We don’t want to talk about Irene. With the notable exception of those poor folks on Lynwood, it’s pretty much old news. Some branches fell, and there were leaves everywhere, and some windows leaked, and everyone wound up with enough Cheez-Its and bottled water to last until the nuclear holocaust or 2012 or whatever it is we’re supposed to be living in fear of next.

We know all that. Like we said, we don’t want to talk about Irene. And we’re not really going to, so bear with us for, like, thirty seconds. The bottom line, aside from loving each other and remembering what’s really important, and taking time for yourself, is a three-dollar word: “post-factual.” In a time when you can cycle through weather.com and wunderground.com and accuweather.com in a merry-go-round of panicking predictions every thirty seconds and find different information on all three websites, you really have to wonder about the real value of most of our trusted news outlets. Because they’re all, obviously, to a certain extent, lying.

We don’t mean lying in the “wear your tin foil hats so the aliens won’t microwave your brain” sense of the word. We don’t really believe that, though we’d be lying if we said we don’t feel that embarrassing tinge of dread when, say, Family Radio, hands us a pamphlet in a subway station which says that the world is going to end in a week. Sure, they’re crazy, but someone out there is right, and who’s to say it’s not them? Because at any given moment there are at least several thousand conspiracies being broadcast on every network and station from here to Juneau, and all of them are trying to make us afraid of something.

That’s not to say we shouldn’t be afraid of hurricanes. Hurricanes can be devastating. But when, in the hours before the storm makes landfall in Connecticut, CNN runs a commercial during its coverage which features a sad camera moving slowly through a decimated house and ends with the words “State Farm” on a black screen, you have to wonder why we don’t have a well-publicized, impartial broadcast network. Because, duh, CNN has to sell advertising time and, duh, hurricanes spell sales spikes for bottled water and insurance and generators and Cheez-Its.

That’s all to say the obvious, which is that corporations want to make money, and they make money by convincing people they need their product, whether that’s up-to-the-second coverage of Irene or survival kits which come with enough Neosporin to disinfect the dance floor at Toad’s.

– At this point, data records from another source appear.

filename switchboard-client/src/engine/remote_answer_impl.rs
use crate::engine::{NegotiationState, PeerSession};
use crate::error::NegotiationError;
use switchboard_core::Descriptor;
use tracing::info;

impl PeerSession {
    pub(super) async fn handle_remote_answer(
        &mut self,
        answer: Descriptor,
    ) -> Result<(), NegotiationError> {
        if self.state != NegotiationState::HaveLocalOffer {
            return Err(NegotiationError::StateConflict {
                kind: "video-answer",
                state: self.state,
            });
        }

        self.capability.apply_remote_descriptor(&answer).await?;
        self.remote_descriptor_applied = true;
        self.ignore_offer = false;
        self.set_state(NegotiationState::Stable);
        info!("Answer from {} applied", self.remote);

        self.flush_pending_candidates().await;
        Ok(())
    }
}
use switchboard_client::{NegotiationConfig, NegotiationState};
use switchboard_core::SignalMessage;

use crate::integration::init_tracing;
use crate::utils::{CapabilityCall, ENGINE_TIMEOUT_MS, TestPeer, candidate, from_peer, wait_until};

fn is_remote_descriptor(call: &CapabilityCall) -> bool {
    matches!(call, CapabilityCall::ApplyRemote(_))
}

#[tokio::test]
async fn test_renegotiation_buffers_candidates_until_new_answer() {
    init_tracing();

    let mut alice = TestPeer::spawn("alice", "bob", NegotiationConfig::default());
    let mut bob = TestPeer::spawn("bob", "alice", NegotiationConfig::default());

    alice.engine.request_negotiation().expect("intent");
    alice.deliver_to(&bob, "video-offer").await.expect("offer");
    bob.deliver_to(&alice, "video-answer").await.expect("answer");
    assert!(
        wait_until(ENGINE_TIMEOUT_MS, || alice.capability.count(is_remote_descriptor) == 1).await,
        "First answer applied"
    );

    // Second exchange: bob's candidate overtakes his answer.
    alice.engine.request_negotiation().expect("renegotiate");
    let offer = alice
        .next_outbound_kind("video-offer")
        .await
        .expect("second offer");
    alice
        .wait_state(NegotiationState::HaveLocalOffer)
        .await
        .expect("alice has second local offer");

    alice
        .engine
        .handle_envelope(from_peer(
            "bob",
            SignalMessage::NewIceCandidate {
                candidate: Some(candidate("candidate:renegotiated")),
            },
        ))
        .expect("early candidate");
    alice.drain_outbound().await;
    assert!(
        alice.capability.added_candidates().is_empty(),
        "Candidate waits for the answer of the current exchange"
    );

    bob.engine.handle_envelope(offer).expect("second offer");
    bob.deliver_to(&alice, "video-answer").await.expect("second answer");
    assert!(
        wait_until(ENGINE_TIMEOUT_MS, || alice.capability.added_candidates().len() == 1).await,
        "Buffered candidate flushed after the answer"
    );

    let calls = alice.capability.calls();
    let second_answer_at = calls
        .iter()
        .enumerate()
        .filter(|(_, c)| is_remote_descriptor(c))
        .nth(1)
        .map(|(i, _)| i)
        .expect("second answer applied");
    let candidate_at = calls
        .iter()
        .position(|c| matches!(c, CapabilityCall::AddCandidate(_)))
        .expect("candidate applied");
    assert!(second_answer_at < candidate_at);
    assert_eq!(alice.engine.state(), NegotiationState::Stable);
}
use crate::error::RelayError;
use switchboard_core::{Envelope, UserId};
use tokio::sync::oneshot;

/// Commands a room actor accepts. Everything that mutates or reads one
/// room's membership goes through its queue.
#[derive(Debug)]
pub enum RoomCommand {
    /// Add a member. Replies with the members that were already present.
    Join {
        user_id: UserId,
        reply: oneshot::Sender<Result<Vec<UserId>, RelayError>>,
    },

    /// Remove a member if present. Replies with the outcome.
    Leave {
        user_id: UserId,
        reply: Option<oneshot::Sender<LeaveOutcome>>,
    },

    /// Forward a peer message on behalf of `envelope.sender`.
    Relay { envelope: Envelope },

    /// Snapshot of the current membership.
    Members { reply: oneshot::Sender<Vec<UserId>> },
}

#[derive(Debug, Clone, Copy, PartialEq, Eq)]
pub struct LeaveOutcome {
    pub was_member: bool,
    pub remaining: usize,
}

But we don’t really want to talk about Irene. Where this becomes dangerous for a bunch of young, smart, college-dwelling chums such as ourselves is when people try to sell us on what kinds of things we need to be knowing. “Now’s the time to invest in German.” “We hear Accounting is the way to go this quarter.”

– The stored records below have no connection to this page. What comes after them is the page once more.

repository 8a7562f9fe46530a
mod room;
mod room_command;
mod room_manager;

pub use room::*;
pub use room_command::*;
pub use room_manager::*;
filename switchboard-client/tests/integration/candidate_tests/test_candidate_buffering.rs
use switchboard_client::{CandidatePolicy, NegotiationConfig, NegotiationState};
use switchboard_core::{Descriptor, SignalMessage};

use crate::integration::init_tracing;
use crate::utils::{CapabilityCall, TestPeer, candidate, from_peer};

fn remote_candidate(line: Option<&str>) -> switchboard_core::Envelope {
    from_peer(
        "alice",
        SignalMessage::NewIceCandidate {
            candidate: line.map(candidate),
        },
    )
}

fn remote_offer() -> switchboard_core::Envelope {
    from_peer(
        "alice",
        SignalMessage::VideoOffer {
            name: "alice".into(),
            sdp: Descriptor::offer("v=0 alice"),
        },
    )
}

#[tokio::test]
async fn test_early_candidates_flushed_in_order() {
    init_tracing();

    let mut bob = TestPeer::spawn("bob", "alice", NegotiationConfig::default());

    for line in [Some("candidate:1"), Some("candidate:2"), None] {
        bob.engine.handle_envelope(remote_candidate(line)).expect("candidate");
    }
    bob.engine.handle_envelope(remote_offer()).expect("offer");
    bob.engine
        .handle_envelope(remote_candidate(Some("candidate:3")))
        .expect("late candidate");

    bob.next_outbound_kind("video-answer").await.expect("answer");
    bob.drain_outbound().await;

    let calls = bob.capability.calls();
    let offer_at = calls
        .iter()
        .position(|c| matches!(c, CapabilityCall::ApplyRemote(_)))
        .expect("offer applied");
    let first_candidate_at = calls
        .iter()
        .position(|c| matches!(c, CapabilityCall::AddCandidate(_)))
        .expect("candidates applied");
    assert!(offer_at < first_candidate_at, "Nothing is applied before the descriptor");

    assert_eq!(
        bob.capability.added_candidates(),
        vec![
            Some(candidate("candidate:1")),
            Some(candidate("candidate:2")),
            None,
            Some(candidate("candidate:3")),
        ]
    );
    assert_eq!(bob.engine.state(), NegotiationState::Stable);
}

#[tokio::test]
async fn test_drop_policy_discards_early_candidates() {
    init_tracing();

    let config = NegotiationConfig {
        candidate_policy: CandidatePolicy::Drop,
        ..NegotiationConfig::default()
    };
    let mut bob = TestPeer::spawn("bob", "alice", config);

    bob.engine
        .handle_envelope(remote_candidate(Some("candidate:early")))
        .expect("candidate");
    bob.engine.handle_envelope(remote_offer()).expect("offer");
    bob.engine
        .handle_envelope(remote_candidate(Some("candidate:late")))
        .expect("late candidate");

    bob.next_outbound_kind("video-answer").await.expect("answer");
    bob.drain_outbound().await;

    assert_eq!(
        bob.capability.added_candidates(),
        vec![Some(candidate("candidate:late"))]
    );
}

#[tokio::test]
async fn test_stale_candidate_is_not_fatal() {
    init_tracing();

    let mut bob = TestPeer::spawn("bob", "alice", NegotiationConfig::default());
    bob.engine.handle_envelope(remote_offer()).expect("offer");
    bob.next_outbound_kind("video-answer").await.expect("answer");

    bob.engine
        .handle_envelope(remote_candidate(Some("candidate:stale")))
        .expect("stale candidate");
    bob.engine
        .handle_envelope(remote_candidate(Some("candidate:fresh")))
        .expect("fresh candidate");
    bob.drain_outbound().await;

    assert_eq!(bob.capability.added_candidates().len(), 2);
    assert_eq!(bob.engine.state(), NegotiationState::Stable);
    assert!(bob.statuses().iter().all(|s| !matches!(s, switchboard_client::SessionStatus::Failed(_))));
}
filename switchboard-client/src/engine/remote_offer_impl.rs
use crate::engine::{NegotiationState, PeerSession, SessionStatus};
use crate::error::{CapabilityError, NegotiationError};
use switchboard_core::{Descriptor, SignalMessage};
use tracing::info;

impl PeerSession {
    pub(super) async fn handle_remote_offer(
        &mut self,
        offer: Descriptor,
    ) -> Result<(), NegotiationError> {
        let collision = self.state != NegotiationState::Stable || self.making_offer;

        self.ignore_offer = !self.role.is_polite() && collision;
        if self.ignore_offer {
            info!(
                "Offer collision with {}: keeping our offer, remote offer ignored",
                self.remote
            );
            return Ok(());
        }
        if collision {
            info!(
                "Offer collision with {}: rolling back our offer",
                self.remote
            );
        }

        self.remote_descriptor_applied = false;
        self.capability.apply_remote_descriptor(&offer).await?;
        self.remote_descriptor_applied = true;
        self.set_state(NegotiationState::HaveRemoteOffer);
        self.notify(SessionStatus::Negotiating);
        self.flush_pending_candidates().await;

        // The remote offer is already applied; without an answer the session
        // cannot get back to `stable`.
        let answer = match self.create_local_answer().await {
            Ok(answer) => answer,
            Err(e) => {
                self.report(e.into());
                self.end_call("failed to answer");
                return Ok(());
            }
        };
        self.set_state(NegotiationState::Stable);

        info!("Sending answer to {}", self.remote);
        self.send(SignalMessage::VideoAnswer {
            name: self.config.local_name.clone(),
            sdp: answer,
        });
        Ok(())
    }

    async fn create_local_answer(&self) -> Result<Descriptor, CapabilityError> {
        let answer = self.capability.generate_answer().await?;
        self.capability.apply_local_descriptor(&answer).await?;
        Ok(answer)
    }
}
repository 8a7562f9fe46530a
use thiserror::Error;

/// Envelope-level failures. Receivers drop the offending message and keep the
/// connection open.
#[derive(Debug, Error)]
pub enum ProtocolError {
    #[error("malformed envelope: {0}")]
    Malformed(#[from] serde_json::Error),

    #[error("envelope has no `type` field")]
    MissingType,

    #[error("unknown envelope type `{0}`")]
    UnknownType(String),

    #[error("`{kind}` envelope requires `{field}`")]
    MissingField {
        kind: &'static str,
        field: &'static str,
    },

    #[error("`{kind}` is not valid in the current state: {reason}")]
    Unexpected { kind: &'static str, reason: String },
}
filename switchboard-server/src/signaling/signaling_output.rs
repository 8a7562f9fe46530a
use async_trait::async_trait;
use switchboard_core::{Envelope, UserId};

/// Delivery side of the relay. Rooms push envelopes through this without
/// knowing how users are connected.
#[async_trait]
pub trait SignalingOutput: Send + Sync {
    /// Hands `envelope` to one connected user. Returns false when the user is
    /// gone; the message is dropped, never queued.
    async fn deliver(&self, user_id: &UserId, envelope: Envelope) -> bool;
}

We don’t want to be sanctimonious or condescending, because we do it, too. We look at Microeconomics while bluebooking and think, “Oh, yeah, we should know about that.” But we don’t fucking LIKE Microeconomics, you guys! And while we’re sure it’s super useful and interesting if you like Microeconomics, we no longer live in a world where you actually need to know as much as, say, your aunt did when she was our age. Because information becomes increasingly accessible literally every day. We’ve heard that in the next year or so, there will be computer chips that you can stick behind your ear that can help you cook like Remy in Ratatouille. Okay not really but you get the point.

We don’t want doctors Googling “how to find the aorta” in the middle of surgery, you guys. But just because we’re smart doesn’t mean there’s some extra burden for us to learn some foundational texts or whatever. Because foundational for what, you guys? Are we on the same page here? The post-factual page we mean, now.

We’re sure CNN was trying to protect us. It’s nice. It’s real nice, CNN. Kudos CNN. But you also really want money, CNN. So do textbook companies. And while a lot of older people don’t want our money and genuinely want the next generation to be awesome and intelligent and well-read, a lot of them probably don’t know what “post-factual” means and don’t believe that you don’t really need that one specific collection of books to be a real person.

The classics are important, you guys. So are doctors. And CNN. Really! But as you’re shopping, be courageous. Because despite what they say in the Situation Room, the future will have its major, dire problems and the future will be fine.